◆ What is being asked
Verbatim, and with nothing else, reproduce the data below from its first line through the line containing "let config = match".

◆ Provided material
——————
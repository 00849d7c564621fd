//! DataSeer CLI - Command-line interface
//!
//! Usage:
//!   dataseer annotate <tei>... [-o <dir>]
//!   dataseer classify <sentence>...
//!   dataseer features <tei>
//!   dataseer config

use std::path::{Path, PathBuf};

use anyhow::Context;
use clap::{Parser, Subcommand};
use tracing::{error, info};
use tracing_subscriber::EnvFilter;

use dataseer_client::Services;
use dataseer_core::{AppConfig, Document, LoggingConfig};
use dataseer_extractor::{ClassificationCascade, DatasetPipeline, SectionRelevanceFilter};
use dataseer_parser::TeiParser;

#[derive(Parser)]
#[command(name = "dataseer")]
#[command(about = "Dataset-mention detection for scholarly documents")]
#[command(version)]
struct Cli {
    /// TOML configuration file (environment variables take precedence)
    #[arg(short, long, global = true)]
    config: Option<PathBuf>,

    #[command(subcommand)]
    command: Commands,
}

#[derive(Subcommand)]
enum Commands {
    /// Annotate TEI documents with dataset mentions
    Annotate {
        /// TEI XML files
        #[arg(required = true)]
        inputs: Vec<PathBuf>,
        /// Directory for the annotated JSON documents (stdout when omitted)
        #[arg(short, long)]
        output: Option<PathBuf>,
        /// Documents processed concurrently
        #[arg(long, default_value_t = 1)]
        concurrency: usize,
    },
    /// Run the classification cascade on sentences and print the report
    Classify {
        #[arg(required = true)]
        sentences: Vec<String>,
    },
    /// Print the relevance model input for a TEI document
    Features {
        input: PathBuf,
    },
    /// Print the effective configuration
    Config,
}

fn load_config(path: Option<&Path>) -> anyhow::Result<AppConfig> {
    let config = match path {
        Some(path) => AppConfig::from_file(path)?.with_env_override()?,
        None => AppConfig::from_env()?,
    };
    Ok(config)
}

fn init_logging(logging: &LoggingConfig) {
    let filter = EnvFilter::try_from_default_env().unwrap_or_else(|_| {
        EnvFilter::new(format!(
            "dataseer={0},dataseer_parser={0},dataseer_extractor={0},dataseer_client={0}",
            logging.level
        ))
    });

    // logs go to stderr, stdout carries results
    let builder = tracing_subscriber::fmt()
        .with_env_filter(filter)
        .with_writer(std::io::stderr);
    if logging.json_format {
        builder.json().init();
    } else {
        builder.init();
    }
}

/// Read every input, logging the ones that fail
///
/// Returns the parsed documents with their paths and the failure count.
fn read_inputs(parser: &TeiParser, inputs: &[PathBuf]) -> (Vec<(PathBuf, Document)>, usize) {
    let mut docs = Vec::with_capacity(inputs.len());
    let mut failures = 0;
    for input in inputs {
        match parser.parse_file(input) {
            Ok(doc) => docs.push((input.clone(), doc)),
            Err(e) => {
                error!(input = %input.display(), error = %e, "failed to read document");
                failures += 1;
            }
        }
    }
    (docs, failures)
}

fn cascade(services: &Services) -> ClassificationCascade {
    let cascade = ClassificationCascade::new(services.binary(), services.first_level())
        .with_max_batch_size(services.max_batch_size());
    match services.reuse() {
        Some(reuse) => cascade.with_reuse(reuse),
        None => cascade,
    }
}

#[tokio::main]
async fn main() -> anyhow::Result<()> {
    let cli = Cli::parse();
    let config = load_config(cli.config.as_deref())?;
    init_logging(&config.logging);

    match cli.command {
        Commands::Annotate {
            inputs,
            output,
            concurrency,
        } => {
            let services = Services::init(&config.services)?;
            let pipeline = DatasetPipeline::from_config(
                &config.pipeline,
                cascade(&services),
                SectionRelevanceFilter::new(services.labeler()),
            );

            let (readable, mut failures) = read_inputs(&TeiParser::new(), &inputs);
            let (paths, docs): (Vec<PathBuf>, Vec<Document>) = readable.into_iter().unzip();

            if let Some(dir) = &output {
                std::fs::create_dir_all(dir)
                    .with_context(|| format!("Failed to create {}", dir.display()))?;
            }

            let results = pipeline.process_many(docs, concurrency).await;
            for (input, result) in paths.iter().zip(results) {
                let doc = match result {
                    Ok(doc) => doc,
                    Err(e) => {
                        error!(input = %input.display(), error = %e, "annotation failed");
                        failures += 1;
                        continue;
                    }
                };
                let json = serde_json::to_string_pretty(&doc)?;
                match &output {
                    Some(dir) => {
                        let stem = input
                            .file_stem()
                            .map(|s| s.to_string_lossy().into_owned())
                            .unwrap_or_else(|| doc.id.to_string());
                        let path = dir.join(format!("{stem}.json"));
                        std::fs::write(&path, json)
                            .with_context(|| format!("Failed to write {}", path.display()))?;
                        info!(
                            input = %input.display(),
                            output = %path.display(),
                            mentions = doc.data_instances().len(),
                            "annotated document written"
                        );
                    }
                    None => println!("{json}"),
                }
            }

            services.shutdown();
            if failures > 0 {
                anyhow::bail!("{failures} of {} documents failed", inputs.len());
            }
        }
        Commands::Classify { sentences } => {
            let services = Services::init_unchecked(&config.services);
            let report = cascade(&services).report(&sentences).await;
            println!("{}", report.to_json()?);
            services.shutdown();
        }
        Commands::Features { input } => {
            let services = Services::init_unchecked(&config.services);
            let pipeline = DatasetPipeline::from_config(
                &config.pipeline,
                cascade(&services),
                SectionRelevanceFilter::new(services.labeler()),
            );
            let doc = TeiParser::new()
                .parse_file(&input)
                .with_context(|| format!("Failed to read {}", input.display()))?;
            let stream = pipeline.features(doc).await?;
            print!("{}", stream.text);
            services.shutdown();
        }
        Commands::Config => {
            println!("{}", serde_json::to_string_pretty(&config)?);
        }
    }

    Ok(())
}
//! Classification cascade
//!
//! Stage 1 (binary) sees every sentence of the batch. Sentences where
//! `dataset > no_dataset` are cascaded to stage 2 (data type) and, when a
//! reuse model is configured, to stage 3 (reuse). Later-stage outputs are
//! merged back positionally into the originating records.

use std::collections::BTreeMap;
use std::sync::Arc;

use chrono::{SecondsFormat, Utc};
use serde::{Deserialize, Serialize};
use tracing::{debug, warn};

use dataseer_core::{BatchClassifier, ClassScores, ClassificationResult};

/// Positive label of the binary model
pub const DATASET_LABEL: &str = "dataset";
/// Negative label of the binary model
pub const NO_DATASET_LABEL: &str = "no_dataset";
/// Positive label of the reuse model
pub const REUSE_LABEL: &str = "reuse";
/// Negative label of the reuse model
pub const NO_REUSE_LABEL: &str = "no_reuse";

/// Default number of texts sent in one service call
pub const DEFAULT_MAX_BATCH_SIZE: usize = 256;

// ============================================================================
// Cascade
// ============================================================================

/// Multi-stage sentence classifier over opaque model services
#[derive(Clone)]
pub struct ClassificationCascade {
    binary: Arc<dyn BatchClassifier>,
    first_level: Arc<dyn BatchClassifier>,
    reuse: Option<Arc<dyn BatchClassifier>>,
    max_batch_size: usize,
}

impl ClassificationCascade {
    /// Create a cascade from the binary and data-type classifiers
    pub fn new(binary: Arc<dyn BatchClassifier>, first_level: Arc<dyn BatchClassifier>) -> Self {
        Self {
            binary,
            first_level,
            reuse: None,
            max_batch_size: DEFAULT_MAX_BATCH_SIZE,
        }
    }

    /// Add the reuse stage
    pub fn with_reuse(mut self, reuse: Arc<dyn BatchClassifier>) -> Self {
        self.reuse = Some(reuse);
        self
    }

    /// Set the chunk size for service calls (0 is treated as 1)
    pub fn with_max_batch_size(mut self, size: usize) -> Self {
        self.max_batch_size = size.max(1);
        self
    }

    /// Classify a batch of sentences
    ///
    /// Returns exactly one result per input, in input order. Service
    /// failures leave the affected fields unset; they never drop a record.
    pub async fn classify(&self, sentences: &[String]) -> Vec<ClassificationResult> {
        let mut results = vec![ClassificationResult::default(); sentences.len()];
        if sentences.is_empty() {
            return results;
        }

        // Stage 1: binary
        let binary = self.call_stage(self.binary.as_ref(), sentences).await;
        let mut cascaded: Vec<usize> = Vec::new();
        for (idx, scores) in binary.into_iter().enumerate() {
            let Some(scores) = scores else { continue };
            if let (Some(&yes), Some(&no)) =
                (scores.get(DATASET_LABEL), scores.get(NO_DATASET_LABEL))
            {
                results[idx].has_dataset = Some(yes);
                results[idx].no_dataset = Some(no);
                if yes > no {
                    cascaded.push(idx);
                }
            }
        }

        debug!(
            sentences = sentences.len(),
            cascaded = cascaded.len(),
            "binary stage done"
        );
        if cascaded.is_empty() {
            return results;
        }

        let texts: Vec<String> = cascaded.iter().map(|&i| sentences[i].clone()).collect();

        // Stage 2: data type
        let types = self.call_stage(self.first_level.as_ref(), &texts).await;
        for (&idx, scores) in cascaded.iter().zip(types) {
            if let Some(scores) = scores {
                results[idx].type_scores = scores;
            }
        }

        // Stage 3: reuse
        if let Some(reuse) = &self.reuse {
            let reuse_scores = self.call_stage(reuse.as_ref(), &texts).await;
            for (&idx, scores) in cascaded.iter().zip(reuse_scores) {
                if let Some(scores) = scores {
                    if let (Some(&yes), Some(&no)) =
                        (scores.get(REUSE_LABEL), scores.get(NO_REUSE_LABEL))
                    {
                        results[idx].reuse = Some(yes > no);
                    }
                }
            }
        }

        results
    }

    /// Classify a single sentence
    pub async fn classify_sentence(&self, text: &str) -> ClassificationResult {
        self.classify(&[text.to_string()])
            .await
            .pop()
            .unwrap_or_default()
    }

    /// Classify a batch and wrap the outcome in a JSON-serializable report
    pub async fn report(&self, sentences: &[String]) -> CascadeReport {
        let results = self.classify(sentences).await;
        CascadeReport::new(sentences, &results)
    }

    /// Call one stage over `texts` in chunks of `max_batch_size`
    ///
    /// The output always has one slot per text. A failed or mis-sized chunk
    /// only blanks its own slots.
    async fn call_stage(
        &self,
        classifier: &dyn BatchClassifier,
        texts: &[String],
    ) -> Vec<Option<ClassScores>> {
        let mut out = Vec::with_capacity(texts.len());

        for chunk in texts.chunks(self.max_batch_size) {
            match classifier.classify(chunk).await {
                Ok(scores) if scores.len() == chunk.len() => {
                    out.extend(
                        scores
                            .into_iter()
                            .map(|s| if s.is_empty() { None } else { Some(s) }),
                    );
                }
                Ok(scores) => {
                    warn!(
                        model = classifier.name(),
                        expected = chunk.len(),
                        received = scores.len(),
                        "classifier returned a mis-sized batch, treating as no evidence"
                    );
                    out.extend(std::iter::repeat_with(|| None).take(chunk.len()));
                }
                Err(e) => {
                    warn!(
                        model = classifier.name(),
                        batch = chunk.len(),
                        error = %e,
                        "classifier call failed, treating as no evidence"
                    );
                    out.extend(std::iter::repeat_with(|| None).take(chunk.len()));
                }
            }
        }

        out
    }
}

impl std::fmt::Debug for ClassificationCascade {
    fn fmt(&self, f: &mut std::fmt::Formatter<'_>) -> std::fmt::Result {
        f.debug_struct("ClassificationCascade")
            .field("binary", &self.binary.name())
            .field("first_level", &self.first_level.name())
            .field("reuse", &self.reuse.as_ref().map(|r| r.name().to_string()))
            .field("max_batch_size", &self.max_batch_size)
            .finish()
    }
}

// ============================================================================
// Report
// ============================================================================

/// Classification report in the format of the sentence classification service
#[derive(Debug, Clone, PartialEq, Serialize, Deserialize)]
pub struct CascadeReport {
    pub model: String,
    pub software: String,
    /// ISO-8601 creation time
    pub date: String,
    pub classifications: Vec<SentenceClassification>,
}

/// One entry of a [`CascadeReport`]
#[derive(Debug, Clone, PartialEq, Serialize, Deserialize)]
pub struct SentenceClassification {
    pub text: String,

    #[serde(default, skip_serializing_if = "Option::is_none")]
    pub dataset: Option<f64>,

    #[serde(default, skip_serializing_if = "Option::is_none")]
    pub no_dataset: Option<f64>,

    #[serde(default, skip_serializing_if = "Option::is_none")]
    pub reuse: Option<bool>,

    /// Data-type scores of the second stage
    #[serde(flatten)]
    pub types: BTreeMap<String, f64>,
}

impl CascadeReport {
    pub fn new(texts: &[String], results: &[ClassificationResult]) -> Self {
        let classifications = texts
            .iter()
            .zip(results)
            .map(|(text, result)| SentenceClassification {
                text: text.clone(),
                dataset: result.has_dataset,
                no_dataset: result.no_dataset,
                reuse: result.reuse,
                types: result.type_scores.clone(),
            })
            .collect();

        Self {
            model: "dataseer".to_string(),
            software: "DeLFT".to_string(),
            date: Utc::now().to_rfc3339_opts(SecondsFormat::Secs, true),
            classifications,
        }
    }

    pub fn to_json(&self) -> serde_json::Result<String> {
        serde_json::to_string_pretty(self)
    }
}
——————
◆ Response
repository 00849d7c564621fd
//! DataSeer CLI - Command-line interface
//!
//! Usage:
//!   dataseer annotate <tei>... [-o <dir>]
//!   dataseer classify <sentence>...
//!   dataseer features <tei>
//!   dataseer config

use std::path::{Path, PathBuf};

use anyhow::Context;
use clap::{Parser, Subcommand};
use tracing::{error, info};
use tracing_subscriber::EnvFilter;

use dataseer_client::Services;
use dataseer_core::{AppConfig, Document, LoggingConfig};
use dataseer_extractor::{ClassificationCascade, DatasetPipeline, SectionRelevanceFilter};
use dataseer_parser::TeiParser;

#[derive(Parser)]
#[command(name = "dataseer")]
#[command(about = "Dataset-mention detection for scholarly documents")]
#[command(version)]
struct Cli {
    /// TOML configuration file (environment variables take precedence)
    #[arg(short, long, global = true)]
    config: Option<PathBuf>,

    #[command(subcommand)]
    command: Commands,
}

#[derive(Subcommand)]
enum Commands {
    /// Annotate TEI documents with dataset mentions
    Annotate {
        /// TEI XML files
        #[arg(required = true)]
        inputs: Vec<PathBuf>,
        /// Directory for the annotated JSON documents (stdout when omitted)
        #[arg(short, long)]
        output: Option<PathBuf>,
        /// Documents processed concurrently
        #[arg(long, default_value_t = 1)]
        concurrency: usize,
    },
    /// Run the classification cascade on sentences and print the report
    Classify {
        #[arg(required = true)]
        sentences: Vec<String>,
    },
    /// Print the relevance model input for a TEI document
    Features {
        input: PathBuf,
    },
    /// Print the effective configuration
    Config,
}

fn load_config(path: Option<&Path>) -> anyhow::Result<AppConfig> {
    let config = match path {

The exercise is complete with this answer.